El lugar, en medio de la nada, no tenía electricidad todavía: todo era oscuridad y sonidos del campo. Las mañanas eran de calma, despertando con un olor delicioso que venía de la hornilla, avisando que se estaba preparando un desayuno digno de reyes, que bien podía ser menudo o pozole, las tardes eran de apreciar la belleza de la sierra sinaloense y el día era para disfrutarse al máximo.

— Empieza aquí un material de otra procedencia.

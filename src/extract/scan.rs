// src/extract/scan.rs
//! Direct scan of text that never went through the queue: network bodies,
//! and inline scripts already rendered at initial load.

use std::sync::OnceLock;

use regex::{Regex, RegexBuilder};
use serde_json::Value;

use crate::capture::net::mentions_discriminator;
use crate::core::html::InlineScripts;
use crate::model::{NormalizedRecord, RawResultRecord};

use super::{normalize, process_flight, records::walk_discriminated};

/// Brace-delimited block holding a string-valued discriminator, no nesting.
/// The bounded repeats count chars, so the window is the same for any script.
fn block_re() -> &'static Regex {
    static RE: OnceLock<Regex> = OnceLock::new();
    RE.get_or_init(|| {
        RegexBuilder::new(
            r#"\{[^{}]{0,2000}"certificationStatus"\s*:\s*"[^"]+"[^{}]{0,4000}\}"#,
        )
        .size_limit(256 << 20)
        .build()
        .expect("block pattern compiles")
    })
}

/// `self.__next_f.push([<n>, "<escaped payload>"])` inside an inline script.
fn push_re() -> &'static Regex {
    static RE: OnceLock<Regex> = OnceLock::new();
    RE.get_or_init(|| {
        Regex::new(r#"self\.__next_f\.push\(\[\s*\d+\s*,\s*"((?:[^"\\]|\\.)+)"\s*\]\)"#)
            .expect("push pattern compiles")
    })
}

/// Every standalone JSON object block that mentions the discriminator.
pub fn brace_blocks(text: &str) -> Vec<RawResultRecord> {
    block_re()
        .find_iter(text)
        .filter_map(|m| serde_json::from_str::<Value>(m.as_str()).ok())
        .collect()
}

/// Network body: whole-body JSON + structural walk, else brace blocks.
pub fn scan_body(text: &str) -> Vec<NormalizedRecord> {
    let mut raw = match serde_json::from_str::<Value>(text) {
        Ok(j) => walk_discriminated(&j),
        Err(_) => Vec::new(),
    };
    if raw.is_empty() {
        raw = brace_blocks(text);
    }
    raw.iter().map(normalize).collect()
}

/// One inline script: queue push literals first, then brace blocks.
pub fn scan_inline_script(text: &str) -> Vec<NormalizedRecord> {
    let mut found = Vec::new();

    for caps in push_re().captures_iter(text) {
        if let Some(payload) = caps.get(1) {
            found.extend(process_flight(payload.as_str()));
        }
    }

    if mentions_discriminator(text) {
        found.extend(brace_blocks(text).iter().map(normalize));
    }
    found
}

/// Every inline script of a document, in document order.
pub fn scan_document(html: &str) -> Vec<NormalizedRecord> {
    let mut found = Vec::new();
    for script in InlineScripts::new(html) {
        found.extend(scan_inline_script(script));
    }
    found
}
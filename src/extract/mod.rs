// src/extract/mod.rs
//! # Extraction pipeline
//!
//! Turns captured text into [`NormalizedRecord`]s. Nothing in here returns an
//! error: malformed JSON, missing fields and unexpected shapes all degrade to
//! "fewer records", never to a failure.
//!
//! ## Stages
//! - `decode` – tagged queue strings (`<id>:<payload>`), tried literal first
//!   and then as an unescaped string literal.
//! - `records` – picks result lists out of a parsed fragment, with a bounded
//!   structural walk for the discriminator field as the fallback.
//! - `normalize` – maps the known raw shapes onto the canonical record.
//! - `scan` – direct scan of network bodies and inline scripts, for content
//!   that never went through the queue.
//!
//! ## Typical call chain
//! ```text
//! capture::PageEvent → agent::ContentAgent → extract::{process_flight, scan_body, scan_document}
//!                                          ↘ cache::RecordCache::upsert
//! ```

pub mod decode;
pub mod normalize;
pub mod records;
pub mod scan;

use crate::model::NormalizedRecord;

pub use decode::decode_tagged;
pub use normalize::normalize;
pub use records::{extract, walk_discriminated};
pub use scan::{scan_body, scan_document, scan_inline_script};

/// Decode one tagged queue string and normalize everything it carries.
pub fn process_flight(tag: &str) -> Vec<NormalizedRecord> {
    decode_tagged(tag).iter().map(normalize).collect()
}
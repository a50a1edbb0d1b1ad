// SPDX-License-Identifier: MIT

//! IdP-unavailable fallback tests.
//!
//! The test config points at an IdP that is not running, so every login
//! exercises the fallback: previously reconciled records answer the
//! request instead of failing it outright.

mod common;

use authhub::db::{IdentityStore, StoreSession as _};
use authhub::models::{TokenRecord, User};
use axum::body::Body;
use axum::http::{Request, StatusCode};
use tower::ServiceExt; // for oneshot

/// Seed a reconciled user with a cached session token and a token record
/// remembering the authorization code that created it.
async fn seed_reconciled_user(store: &authhub::db::MemoryStore, sub: &str, code: &str) -> i64 {
    let mut session = store.session(false).await.unwrap();

    let mut user = User::with_sub(sub);
    user.nick_name = "cached-nick".to_string();
    user.email = "cached@example.com".to_string();
    user.access_token = "cached-session-token".to_string();
    let user_id = session.insert_user(&user).await.unwrap();

    let record = TokenRecord {
        user_id,
        access_token: "cached-provider-access".to_string(),
        auth_code: code.to_string(),
        ..Default::default()
    };
    session.insert_token(&record).await.unwrap();
    session.commit().await.unwrap();

    user_id
}

#[tokio::test]
async fn test_code_login_falls_back_to_store() {
    let (_app, state, store) = common::create_test_app();
    let user_id = seed_reconciled_user(&store, "fallback-sub", "code-xyz").await;

    // The code exchange fails (no IdP listening); the token record keyed
    // by this code resolves the login anyway.
    let data = state.login.login_with_code("code-xyz").await.unwrap();

    assert_eq!(data.user_id, user_id);
    assert_eq!(data.nick_name, "cached-nick");
    // The cached session token is returned, not a freshly issued one.
    assert_eq!(data.user_token, "cached-session-token");
}

#[tokio::test]
async fn test_code_login_without_history_fails() {
    let (_app, state, _store) = common::create_test_app();

    let err = state.login.login_with_code("never-seen").await.unwrap_err();
    // The original IdP failure is surfaced once the fallback finds
    // nothing.
    assert!(matches!(err, authhub::error::AppError::IdpApi(_)));
}

#[tokio::test]
async fn test_sub_login_falls_back_to_store() {
    let (_app, state, store) = common::create_test_app();
    let user_id = seed_reconciled_user(&store, "fallback-sub-2", "code-2").await;

    let data = state
        .login
        .login_with_sub("fallback-sub-2", "")
        .await
        .unwrap();

    assert_eq!(data.user_id, user_id);
    assert_eq!(data.email, "cached@example.com");
}

#[tokio::test]
async fn test_callback_route_serves_fallback() {
    let (app, _state, store) = common::create_test_app();
    seed_reconciled_user(&store, "fallback-sub-3", "code-route").await;

    let response = app
        .oneshot(
            Request::builder()
                .uri("/auth/callback?code=code-route&state=junk")
                .body(Body::empty())
                .unwrap(),
        )
        .await
        .unwrap();

    assert_eq!(response.status(), StatusCode::OK);
    let body = axum::body::to_bytes(response.into_body(), 64 * 1024)
        .await
        .unwrap();
    let parsed: serde_json::Value = serde_json::from_slice(&body).unwrap();
    assert_eq!(parsed["nickName"], "cached-nick");
    assert_eq!(parsed["userToken"], "cached-session-token");
}

#[tokio::test]
async fn test_callback_route_unknown_code_is_bad_gateway() {
    let (app, _state, _store) = common::create_test_app();

    let response = app
        .oneshot(
            Request::builder()
                .uri("/auth/callback?code=no-history&state=junk")
                .body(Body::empty())
                .unwrap(),
        )
        .await
        .unwrap();

    assert_eq!(response.status(), StatusCode::BAD_GATEWAY);
}
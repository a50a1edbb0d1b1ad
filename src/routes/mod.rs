// SPDX-License-Identifier: MIT

//! HTTP route handlers.

pub mod api;
pub mod auth;

use crate::middleware::auth::require_auth;
use crate::AppState;
use axum::http::{header, Method};
use axum::{middleware, routing::get, Json, Router};
use serde::Serialize;
use std::sync::Arc;
use tower_http::cors::CorsLayer;
use tower_http::trace::{DefaultMakeSpan, DefaultOnResponse, TraceLayer};
use tracing::Level;

#[derive(Serialize)]
pub struct HealthResponse {
    pub status: String,
    pub build_id: String,
}

/// Health check response
async fn health_check() -> Json<HealthResponse> {
    let build_id = option_env!("BUILD_ID").unwrap_or("unknown").to_string();
    Json(HealthResponse {
        status: "ok".to_string(),
        build_id,
    })
}

/// Build the complete router with all routes.
pub fn create_router(state: Arc<AppState>) -> Router {
    // CORS layer - allow requests from frontend URL and localhost (for dev)
    let frontend_url = state.config.frontend_url.clone();
    let cors = CorsLayer::new()
        .allow_origin(tower_http::cors::AllowOrigin::predicate(
            move |origin: &axum::http::HeaderValue, _request_parts: &axum::http::request::Parts| {
                let origin_str = origin.to_str().unwrap_or("");
                origin_str == frontend_url
                    || origin_str.starts_with("http://localhost")
                    || origin_str.starts_with("http://127.0.0.1")
            },
        ))
        .allow_credentials(true)
        .allow_methods([Method::GET, Method::POST, Method::OPTIONS])
        .allow_headers([header::CONTENT_TYPE, header::AUTHORIZATION, header::ACCEPT]);

    // Public routes (no auth required)
    let public_routes = Router::new()
        .route("/health", get(health_check))
        .merge(auth::routes());

    // Protected routes (token required)
    let protected_routes =
        api::routes().route_layer(middleware::from_fn_with_state(state.clone(), require_auth));

    Router::new()
        .merge(public_routes)
        .merge(protected_routes)
        .layer(middleware::from_fn(
            crate::middleware::security::add_security_headers,
        ))
        .layer(cors)
        .layer(
            TraceLayer::new_for_http()
                .make_span_with(DefaultMakeSpan::new().level(Level::INFO))
                .on_response(DefaultOnResponse::new().level(Level::INFO)),
        )
        .with_state(state)
}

De ahí nacieron muchas aventuras, hay mil experiencias de aquellos días que estábamos ahí. Ordeñas vacas, ir a cazar venados, escalar cerros, ir a pescar, poner borracho a algún gallo, escuchar las historias de la familia de ahí, montar a caballo, que nos asustara algún animal en el monte, partidos de volley, reírnos del perico que se creía perro, visitar a los familiares muertos al panteón, y desgraciadamente, también escuchar historias del narco. 

Los días volaban rápido. En un abrir y cerrar de ojos llegaba el último, pero era el que todos esperábamos.

Para ese momento, ya habían seleccionado a alguna pobre vaca o a algún par de puercos, y la operación empezaba temprano en la mañana.

Con el sacrificio del animal se sacaba lo primero que pudiera usarse para el desayuno, y a como iba transcurriendo la mañana, se iba comiendo de lo que fuera saliendo. En esos días se reunía toda la familia del lugar, cada quien llevaba algo, por lo que no hacía falta absolutamente nada.

Solo había qué tener un vaso, que podías rellenar de lo que quisieras según la edad, y una tortilla, lista para recibir un pedazo de carne o un montón de chicharrones, con eso listo le exprimías un limón recién cortado, o le ponías una de las varias salsas ahí preparadas y disfrutabas del taco.

Y eso lo podías repetir cuantas veces quisieras.

Durante la última noche esa fiesta seguía, hasta horas que a los niños se nos complicaba aguantar.  La salida de regreso nunca fue tan tempranera como la salida de ida. Había un último desayuno, normalmente ligero, y el camino de regreso era de un solo tirón. 

Regresábamos con las pilas cargadas, con mil aventuras por contar y con el gozo de saber que habíamos vuelto al paraíso de los orígenes familiares.